§ **TASK BRIEF**
Count the lines below that contain the word "changes" and give only that number.

§ **EXTRACTED MATERIAL**
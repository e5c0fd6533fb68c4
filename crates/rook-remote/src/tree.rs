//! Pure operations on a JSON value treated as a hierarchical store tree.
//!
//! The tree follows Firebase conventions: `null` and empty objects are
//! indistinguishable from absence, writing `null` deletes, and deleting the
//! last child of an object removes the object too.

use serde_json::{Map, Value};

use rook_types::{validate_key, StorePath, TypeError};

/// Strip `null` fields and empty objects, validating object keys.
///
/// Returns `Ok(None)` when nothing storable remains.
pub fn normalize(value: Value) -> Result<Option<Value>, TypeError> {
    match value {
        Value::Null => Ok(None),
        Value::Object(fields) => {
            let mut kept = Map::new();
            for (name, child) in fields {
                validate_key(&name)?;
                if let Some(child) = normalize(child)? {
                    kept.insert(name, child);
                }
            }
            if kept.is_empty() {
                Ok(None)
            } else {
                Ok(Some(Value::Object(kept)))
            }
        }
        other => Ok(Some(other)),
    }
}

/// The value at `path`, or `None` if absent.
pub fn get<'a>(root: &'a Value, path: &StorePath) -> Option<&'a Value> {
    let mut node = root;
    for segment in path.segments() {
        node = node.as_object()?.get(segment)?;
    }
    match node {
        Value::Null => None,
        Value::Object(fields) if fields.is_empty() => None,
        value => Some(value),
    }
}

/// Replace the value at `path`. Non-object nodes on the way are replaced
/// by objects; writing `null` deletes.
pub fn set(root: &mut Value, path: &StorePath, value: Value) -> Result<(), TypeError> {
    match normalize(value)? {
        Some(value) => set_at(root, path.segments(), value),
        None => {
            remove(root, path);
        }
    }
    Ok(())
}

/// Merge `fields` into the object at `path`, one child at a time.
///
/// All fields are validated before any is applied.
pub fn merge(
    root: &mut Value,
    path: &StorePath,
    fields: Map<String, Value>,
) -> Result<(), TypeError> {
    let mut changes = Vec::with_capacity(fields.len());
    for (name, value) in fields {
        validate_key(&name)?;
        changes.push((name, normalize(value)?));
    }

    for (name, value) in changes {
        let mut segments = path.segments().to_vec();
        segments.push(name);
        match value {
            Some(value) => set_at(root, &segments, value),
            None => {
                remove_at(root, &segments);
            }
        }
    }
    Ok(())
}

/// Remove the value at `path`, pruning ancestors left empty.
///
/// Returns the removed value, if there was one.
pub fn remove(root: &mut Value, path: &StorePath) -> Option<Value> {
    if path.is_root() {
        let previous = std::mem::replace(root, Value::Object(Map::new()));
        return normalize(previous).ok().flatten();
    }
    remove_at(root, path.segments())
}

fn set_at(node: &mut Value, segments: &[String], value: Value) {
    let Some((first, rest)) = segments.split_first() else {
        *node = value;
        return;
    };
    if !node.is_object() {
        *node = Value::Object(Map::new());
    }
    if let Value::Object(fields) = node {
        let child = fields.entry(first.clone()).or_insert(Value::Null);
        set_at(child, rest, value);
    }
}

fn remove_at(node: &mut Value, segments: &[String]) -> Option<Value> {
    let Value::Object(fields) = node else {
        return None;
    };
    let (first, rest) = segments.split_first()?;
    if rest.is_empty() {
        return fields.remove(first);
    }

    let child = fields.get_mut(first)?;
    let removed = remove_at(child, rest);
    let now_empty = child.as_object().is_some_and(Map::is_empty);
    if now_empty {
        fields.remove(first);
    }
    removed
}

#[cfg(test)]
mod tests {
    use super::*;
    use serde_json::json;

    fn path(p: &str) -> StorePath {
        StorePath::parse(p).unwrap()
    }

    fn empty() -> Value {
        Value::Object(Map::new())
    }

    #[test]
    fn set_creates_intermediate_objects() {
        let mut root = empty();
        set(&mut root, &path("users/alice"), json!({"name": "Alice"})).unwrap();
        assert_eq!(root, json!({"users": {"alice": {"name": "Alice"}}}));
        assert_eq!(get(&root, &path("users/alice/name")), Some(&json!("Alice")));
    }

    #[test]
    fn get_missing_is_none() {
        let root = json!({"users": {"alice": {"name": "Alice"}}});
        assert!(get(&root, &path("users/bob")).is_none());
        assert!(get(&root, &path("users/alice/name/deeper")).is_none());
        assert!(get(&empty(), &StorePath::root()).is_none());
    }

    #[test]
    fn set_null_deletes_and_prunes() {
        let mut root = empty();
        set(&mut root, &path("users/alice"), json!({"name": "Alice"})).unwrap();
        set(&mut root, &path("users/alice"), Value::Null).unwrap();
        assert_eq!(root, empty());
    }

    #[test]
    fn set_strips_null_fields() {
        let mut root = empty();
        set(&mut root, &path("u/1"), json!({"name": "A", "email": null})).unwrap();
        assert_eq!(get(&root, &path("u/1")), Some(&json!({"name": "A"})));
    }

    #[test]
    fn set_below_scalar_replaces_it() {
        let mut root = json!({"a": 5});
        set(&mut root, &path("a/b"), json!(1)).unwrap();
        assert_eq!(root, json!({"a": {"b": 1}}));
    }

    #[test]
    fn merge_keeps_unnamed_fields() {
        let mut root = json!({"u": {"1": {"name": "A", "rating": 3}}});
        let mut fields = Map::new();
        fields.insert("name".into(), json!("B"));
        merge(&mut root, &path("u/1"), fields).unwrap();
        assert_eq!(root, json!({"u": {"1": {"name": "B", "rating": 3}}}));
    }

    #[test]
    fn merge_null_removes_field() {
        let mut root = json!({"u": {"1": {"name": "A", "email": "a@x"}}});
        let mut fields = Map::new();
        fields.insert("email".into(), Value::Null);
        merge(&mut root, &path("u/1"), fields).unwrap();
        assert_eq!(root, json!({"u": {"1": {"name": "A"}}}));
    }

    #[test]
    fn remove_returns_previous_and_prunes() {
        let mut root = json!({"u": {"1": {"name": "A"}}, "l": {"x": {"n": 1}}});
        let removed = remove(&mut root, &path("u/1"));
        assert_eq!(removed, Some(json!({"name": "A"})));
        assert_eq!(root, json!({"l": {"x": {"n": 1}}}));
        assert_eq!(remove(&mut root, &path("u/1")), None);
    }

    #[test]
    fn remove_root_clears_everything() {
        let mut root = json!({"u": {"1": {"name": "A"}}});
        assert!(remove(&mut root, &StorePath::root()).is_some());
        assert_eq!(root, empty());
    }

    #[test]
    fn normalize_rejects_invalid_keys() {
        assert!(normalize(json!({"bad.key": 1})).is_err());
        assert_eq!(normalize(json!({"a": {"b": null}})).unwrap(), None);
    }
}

§ **RESULT**
3